I am very concerned about the health care reform proposals currently moving through Congress. None of the bills under consideration in Congress contain language that would sufficiently prevent federal funding of abortion or mandatory abortion coverage; in fact, amendments that would have added such language were defeated in all five committees of jurisdiction. The killing of those not yet born is the antithesis of health care and does not constitute reform.

So far, the plans being considered in Congress either expressly include abortion coverage and funding or delegate to bureaucratic committees the responsibility of determining whether abortion coverage and funding is mandated. Over 70% of the American people oppose taxpayer-funded abortion. U.S. taxpayers should be protected in law from being forced to pay for something they overwhelmingly oppose.

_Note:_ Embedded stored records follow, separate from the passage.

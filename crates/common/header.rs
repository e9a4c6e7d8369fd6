use bytes::Bytes;
use ethereum_types::{Address, Bloom, H256, U256};
use photon_crypto::keccak::keccak_hash;
use photon_rlp::decode::RLPDecode;
use photon_rlp::encode::RLPEncode;
use photon_rlp::error::RLPDecodeError;
use photon_rlp::structs::{Decoder, Encoder};
use std::sync::OnceLock;

pub type BlockHash = H256;
pub type BlockNumber = u64;

/// A block header. Identified by its hash, immutable once received.
///
/// Invariant: if a header's parent is known and not an orphan, its number
/// is exactly the parent's number plus one — enforced by the absorption
/// policy in `photon-chain`, not by this type.
#[derive(Debug, Clone)]
pub struct BlockHeader {
    pub parent_hash: BlockHash,
    pub ommers_hash: H256,
    pub coinbase: Address,
    pub state_root: H256,
    pub transactions_root: H256,
    pub receipts_root: H256,
    pub logs_bloom: Bloom,
    pub difficulty: U256,
    pub number: BlockNumber,
    pub gas_limit: u64,
    pub gas_used: u64,
    pub timestamp: u64,
    pub extra_data: Bytes,
    pub nonce: u64,
    hash: OnceLock<BlockHash>,
}

impl PartialEq for BlockHeader {
    fn eq(&self, other: &Self) -> bool {
        self.parent_hash == other.parent_hash
            && self.ommers_hash == other.ommers_hash
            && self.coinbase == other.coinbase
            && self.state_root == other.state_root
            && self.transactions_root == other.transactions_root
            && self.receipts_root == other.receipts_root
            && self.logs_bloom == other.logs_bloom
            && self.difficulty == other.difficulty
            && self.number == other.number
            && self.gas_limit == other.gas_limit
            && self.gas_used == other.gas_used
            && self.timestamp == other.timestamp
            && self.extra_data == other.extra_data
            && self.nonce == other.nonce
    }
}
impl Eq for BlockHeader {}

impl BlockHeader {
    /// Builds a header from its fields. The hash cache starts empty and is
    /// filled lazily by [`BlockHeader::hash`].
    #[allow(clippy::too_many_arguments)]
    pub fn new(
        parent_hash: BlockHash,
        ommers_hash: H256,
        coinbase: Address,
        state_root: H256,
        transactions_root: H256,
        receipts_root: H256,
        logs_bloom: Bloom,
        difficulty: U256,
        number: BlockNumber,
        gas_limit: u64,
        gas_used: u64,
        timestamp: u64,
        extra_data: Bytes,
        nonce: u64,
    ) -> Self {
        BlockHeader {
            parent_hash,
            ommers_hash,
            coinbase,
            state_root,
            transactions_root,
            receipts_root,
            logs_bloom,
            difficulty,
            number,
            gas_limit,
            gas_used,
            timestamp,
            extra_data,
            nonce,
            hash: OnceLock::new(),
        }
    }

    /// Keccak256 of the RLP encoding. Computed once and cached: headers are
    /// immutable once received, and their hash is looked up frequently
    /// while walking the chain.
    pub fn hash(&self) -> BlockHash {
        *self.hash.get_or_init(|| {
            let mut buf = Vec::new();
            self.encode(&mut buf);
            H256(keccak_hash(&buf))
        })
    }

    /// Whether this header's bloom filter could contain logs for `address`.
    /// A negative match is conclusive; a positive match still requires
    /// fetching the block's receipts to confirm.
    pub fn bloom_matches(&self, address: &Address) -> bool {
        self.logs_bloom.contains_input(ethereum_types::BloomInput::Raw(address.as_bytes()))
    }
}

impl RLPEncode for BlockHeader {
    fn encode(&self, buf: &mut dyn bytes::BufMut) {
        Encoder::new(buf)
            .encode_field(&self.parent_hash)
            .encode_field(&self.ommers_hash)
            .encode_field(&self.coinbase)
            .encode_field(&self.state_root)
            .encode_field(&self.transactions_root)
            .encode_field(&self.receipts_root)
            .encode_field(&self.logs_bloom)
            .encode_field(&self.difficulty)
            .encode_field(&self.number)
            .encode_field(&self.gas_limit)
            .encode_field(&self.gas_used)
            .encode_field(&self.timestamp)
            .encode_field(&self.extra_data)
            .encode_field(&self.nonce)
            .finish();
    }
}

impl RLPDecode for BlockHeader {
    fn decode_unfinished(rlp: &[u8]) -> Result<(Self, &[u8]), RLPDecodeError> {
        let decoder = Decoder::new(rlp)?;
        let (parent_hash, decoder) = decoder.decode_field("parent_hash")?;
        let (ommers_hash, decoder) = decoder.decode_field("ommers_hash")?;
        let (coinbase, decoder) = decoder.decode_field("coinbase")?;
        let (state_root, decoder) = decoder.decode_field("state_root")?;
        let (transactions_root, decoder) = decoder.decode_field("transactions_root")?;
        let (receipts_root, decoder) = decoder.decode_field("receipts_root")?;
        let (logs_bloom, decoder) = decoder.decode_field("logs_bloom")?;
        let (difficulty, decoder) = decoder.decode_field("difficulty")?;
        let (number, decoder) = decoder.decode_field("number")?;
        let (gas_limit, decoder) = decoder.decode_field("gas_limit")?;
        let (gas_used, decoder) = decoder.decode_field("gas_used")?;
        let (timestamp, decoder) = decoder.decode_field("timestamp")?;
        let (extra_data, decoder) = decoder.decode_field("extra_data")?;
        let (nonce, decoder) = decoder.decode_field("nonce")?;
        let remaining = decoder.finish()?;

        let header = BlockHeader {
            parent_hash,
            ommers_hash,
            coinbase,
            state_root,
            transactions_root,
            receipts_root,
            logs_bloom,
            difficulty,
            number,
            gas_limit,
            gas_used,
            timestamp,
            extra_data,
            nonce,
            hash: OnceLock::new(),
        };
        Ok((header, remaining))
    }
}

#[cfg(test)]
mod tests {
    use super::*;

    fn sample_header(number: BlockNumber, parent_hash: BlockHash) -> BlockHeader {
        BlockHeader {
            parent_hash,
            ommers_hash: H256::zero(),
            coinbase: Address::zero(),
            state_root: H256::zero(),
            transactions_root: H256::zero(),
            receipts_root: H256::zero(),
            logs_bloom: Bloom::zero(),
            difficulty: U256::one(),
            number,
            gas_limit: 30_000_000,
            gas_used: 0,
            timestamp: 1_700_000_000 + number,
            extra_data: Bytes::new(),
            nonce: 0,
            hash: OnceLock::new(),
        }
    }

    #[test]
    fn encode_decode_roundtrip() {
        let header = sample_header(1, H256::repeat_byte(0xaa));
        let mut buf = Vec::new();
        header.encode(&mut buf);

        let (decoded, rest) = BlockHeader::decode_unfinished(&buf).unwrap();
        assert!(rest.is_empty());
        assert_eq!(decoded, header);
    }

    #[test]
    fn hash_is_stable_across_calls() {
        let header = sample_header(5, H256::repeat_byte(0x11));
        assert_eq!(header.hash(), header.hash());
    }

    #[test]
    fn child_number_invariant_is_caller_enforced() {
        let parent = sample_header(10, H256::zero());
        let child = sample_header(11, parent.hash());
        assert_eq!(child.number, parent.number + 1);
        assert_eq!(child.parent_hash, parent.hash());
    }
}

In your consideration of the various health care reform proposals before Congress, I urge you to vote against any bill that does not explicitly exclude abortion coverage and funding. I look forward to watching your votes on this very important issue.

I would encourage everyone to contact their congressmen and senators, either by e-mail, in writing, or by telephone. In our government of the people, for the people, and by the people, "the people" doesn't mean the general population, but rather the people who own the country. It was, after all, the intention of James Madison that our government protect the "minority of the opulent against the majority," and it appears that he was successful in forming such a government. Under such authority our speaking out may not make the slightest difference. We must still make our voices heard.

"Prez Herod"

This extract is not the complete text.